Part of the book series: The Hastings Center Series in Ethics ((HCSE))

Abstract

Abortion polarizes. Much like abolition, civil rights, and the prohibition of alcohol, abortion is an issue whose advocates see little in the way of nuances. People who care about the issue of abortion care intensely, and the abortion debate is marked by passionate heat and very little light.

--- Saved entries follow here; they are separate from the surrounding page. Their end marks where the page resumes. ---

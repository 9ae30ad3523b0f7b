// src/logic/mod.rs
//! Pure game logic. Nothing in here writes to the world.

pub mod geometry;
pub mod rules;
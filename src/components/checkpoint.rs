// src/components/checkpoint.rs

use serde::{Deserialize, Serialize};

use crate::ecs::component::Component;
use crate::ecs::entity::Entity;
use crate::protocol::ModuleId;

/// A waypoint made of one or more lines. Each entry is an entity carrying a
/// [`LineSegment`](crate::components::line_segment::LineSegment).
#[derive(Debug, Clone, PartialEq, Eq, Default, Serialize, Deserialize)]
pub struct Checkpoint {
    pub lines: Vec<Entity>,
}

impl Component for Checkpoint {
    const ID: ModuleId = ModuleId::from_static("race.components.Checkpoint");
}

As a social scientist who has spent the last seven years probing the whys and wherefores of how people come to feel the way they do about abortions, I am embarrassed to say that I am not entirely sure where my own interest in the topic comes from. I myself have never had an abortion, and my mother underwent lengthy and painful fertility treatments in order to have her three children. Of course, as I am in my late 30s and have lived for many years in California, abortion is very much a part of my life: Almost all my friends have had abortions, a predictable number of my students have abortions every year, and many of those closest to me have faced the abortion dilemma. In addition, because most of my professional life has focused on abortion, people who know of my research interest often feel compelled to tell me about their experiences with abortion, partly because they feel that I will take a professional interest and partly because they have never been able to discuss this intimate event with anyone else. (Although it may be hard for people in their 20s to imagine, until the latter part of the 1960s, abortion was simply not discussed in polite company. I lived through the period when women suddenly felt the opportunity for the first time to speak freely about abortion.) My elderly Berkeley landlady once told me shyly of an abortion she had had in 1926; my best friend’s mother told me of going to Mexico during World War II. Thus I, more than most, have come to see what abortion means to women, and to the men who care about them.

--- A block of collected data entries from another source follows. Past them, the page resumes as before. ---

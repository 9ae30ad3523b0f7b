// src/systems/race_system.rs

use log::{debug, info};

use super::context::SystemContext;
use crate::clock::Timestamp;
use crate::components::energy::Energy;
use crate::components::position::Position2D;
use crate::components::progress::PlayerProgress;
use crate::components::race::{RaceState, RaceStatus};
use crate::components::track::Track;
use crate::components::velocity::Velocity2D;
use crate::config::GameConfig;
use crate::ecs::entity::{Entity, EntityKey};
use crate::ecs::system::System;
use crate::ecs::world::World;
use crate::error::GameError;
use crate::events::GameEvent;
use crate::logic::rules::available_energy;
use crate::protocol::{Identity, ModuleId, PlayerView, RaceId, RaceView, TrackId};

/// Race lifecycle: creation, joining and the automatic start.
#[derive(Debug, Clone, Copy)]
pub struct RaceSystem {
    address: Identity,
}

impl RaceSystem {
    pub const ID: ModuleId = ModuleId::from_static("race.systems.RaceSystem");

    pub fn new(address: Identity) -> Self {
        Self { address }
    }

    /// Opens a race with `nb_players` empty slots, optionally on a track.
    pub fn create_race(
        &self,
        ctx: &mut SystemContext<'_>,
        caller: Identity,
        nb_players: u32,
        track: Option<TrackId>,
    ) -> Result<RaceId, GameError> {
        ctx.require_active(self)?;

        let max = ctx.config().max_players;
        if nb_players == 0 || nb_players > max {
            return Err(GameError::InvalidPlayerCount { requested: nb_players, max });
        }
        if let Some(track_id) = track {
            if !track_exists(ctx.world(), track_id) {
                return Err(GameError::TrackNotFound(track_id));
            }
        }

        let race_id = ctx.update_counters(self, |counters| counters.next_race_id())?;
        let entity = ctx.spawn_keyed(EntityKey::Race(race_id));
        ctx.write(self, entity, RaceState::new(race_id, caller, nb_players, track))?;
        ctx.emit(GameEvent::RaceCreated { race_id, creator: caller });

        info!("RaceSystem: {} created by {} for {} players", race_id, caller, nb_players);
        Ok(race_id)
    }

    /// Puts `caller` into the next free slot. The join that fills the last
    /// slot also starts the race and places every player on the start cell.
    /// Returns whether the race started.
    pub fn join_race(
        &self,
        ctx: &mut SystemContext<'_>,
        caller: Identity,
        race_id: RaceId,
    ) -> Result<bool, GameError> {
        ctx.require_active(self)?;

        let (entity, race) = race_entry(ctx.world(), race_id)?;
        let mut race = race.clone();
        let slot = race.take_slot(caller)?;
        ctx.emit(GameEvent::PlayerJoined { race_id, player: caller });
        debug!("RaceSystem: {} took slot {} in {}", caller, slot, race_id);

        let started = race.is_full();
        if started {
            race.advance(RaceStatus::Started)?;
            let players: Vec<Identity> = race.joined_players().collect();
            for player in players {
                self.place_on_start(ctx, race_id, player)?;
            }
            ctx.emit(GameEvent::RaceStarted { race_id });
            info!("RaceSystem: {} started with {} players", race_id, race.nb_players());
        }

        ctx.write(self, entity, race)?;
        Ok(started)
    }

    fn place_on_start(
        &self,
        ctx: &mut SystemContext<'_>,
        race: RaceId,
        player: Identity,
    ) -> Result<(), GameError> {
        let start = Position2D::from(ctx.config().start_cell);
        let energy = Energy::full(ctx.config().max_energy, ctx.now());
        let entity = ctx.spawn_keyed(EntityKey::RacePlayer { race, player });
        ctx.write(self, entity, start)?;
        ctx.write(self, entity, Velocity2D::default())?;
        ctx.write(self, entity, energy)?;
        ctx.write(self, entity, PlayerProgress::default())?;
        Ok(())
    }

    // --- Reads ---

    pub fn get_race(world: &World, race_id: RaceId) -> Result<RaceView, GameError> {
        race_entry(world, race_id).map(|(_, race)| race.view())
    }

    /// State of `player` in a started race, with energy regenerated up to `now`.
    pub fn get_player_info(
        world: &World,
        race_id: RaceId,
        player: Identity,
        now: Timestamp,
        config: &GameConfig,
    ) -> Result<PlayerView, GameError> {
        let (_, race) = race_entry(world, race_id)?;
        if !race.has_joined(player) {
            return Err(GameError::PlayerNotJoined { race: race_id, player });
        }
        let entity = world
            .entity(&EntityKey::RacePlayer { race: race_id, player })
            .ok_or(GameError::RaceNotStarted(race_id))?;

        let position = world.get_component::<Position2D>(entity).copied().unwrap_or_default();
        let velocity = world.get_component::<Velocity2D>(entity).copied().unwrap_or_default();
        let progress = world.get_component::<PlayerProgress>(entity).copied().unwrap_or_default();
        let (energy, last_update) = world
            .get_component::<Energy>(entity)
            .map(|energy| (available_energy(energy, now, config).hundredths(), energy.last_update))
            .unwrap_or_default();

        Ok(PlayerView {
            x: position.x,
            y: position.y,
            vx: velocity.vx,
            vy: velocity.vy,
            energy,
            last_update,
            next_checkpoint: progress.next_checkpoint,
            finished: progress.is_finished(),
        })
    }
}

impl System for RaceSystem {
    fn id(&self) -> ModuleId {
        Self::ID
    }

    fn address(&self) -> Identity {
        self.address
    }
}

/// Entity and state of `race_id`, or `RaceNotFound`.
pub(crate) fn race_entry(world: &World, race_id: RaceId) -> Result<(Entity, &RaceState), GameError> {
    world
        .entity(&EntityKey::Race(race_id))
        .and_then(|entity| world.get_component::<RaceState>(entity).map(|race| (entity, race)))
        .ok_or(GameError::RaceNotFound(race_id))
}

fn track_exists(world: &World, track_id: TrackId) -> bool {
    world
        .entity(&EntityKey::Track(track_id))
        .is_some_and(|entity| world.has_component::<Track>(entity))
}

If I had to choose a single event that triggered my interest in abortion, it would probably be my college roommate’s illegal abortion in the early 1960s. As a loyal friend, I accompanied her for her pregnancy test (she, demurely attired with a borrowed wedding ring on her finger, which she twisted nervously throughout). Once the pregnancy was confirmed, her choices seemed stark: Her boyfriend had left her, the shame and stigma of a home for unwed mothers seemed out of the question, and an illegal abortion seemed the only remaining option. Like the activists I studied, my roommate and I were drawing on tacit beliefs about the nature of the embryo, women’s roles, and the role of human control over unforeseen events. The abortion was a nightmare, as were so many in that era. She was met on a street corner in Mexico by a taxicab driver, aborted without anesthesia, and unceremoniously dumped, shivering and retching, on still another street corner. This was my introduction to abortion and—when I realized how totally a woman’s life can be changed by one microscopic, wayward sperm—my introduction to feminism, although it took me years to make the connection.

My personal and professional experiences have convinced me of several inescapable conclusions. First, there is no reason to assume that the answer to the abortion problem is contraception. Americans smoke, drive when they’ve been drinking, and steadfastly refuse to fasten their seat belts. Why should we expect contraceptive behavior to be of a higher standard, when everyone agrees that correct behavior in these other areas can literally save lives? Unintended pregnancies, like lung cancer and automobile deaths, are a fact of life. The only real policy choice that confronts Americans is whether a significant portion of those pregnancies will be ended legally or illegally. (My conversations with elderly women make it clear that many unintended pregnancies will be ended, no matter what law or social policy says.) Finally, I am convinced that this policy choice cannot be made rationally. Feelings about abortion draw too much on deeply held, tacit values about the meaning of life for people to admit of any compromise.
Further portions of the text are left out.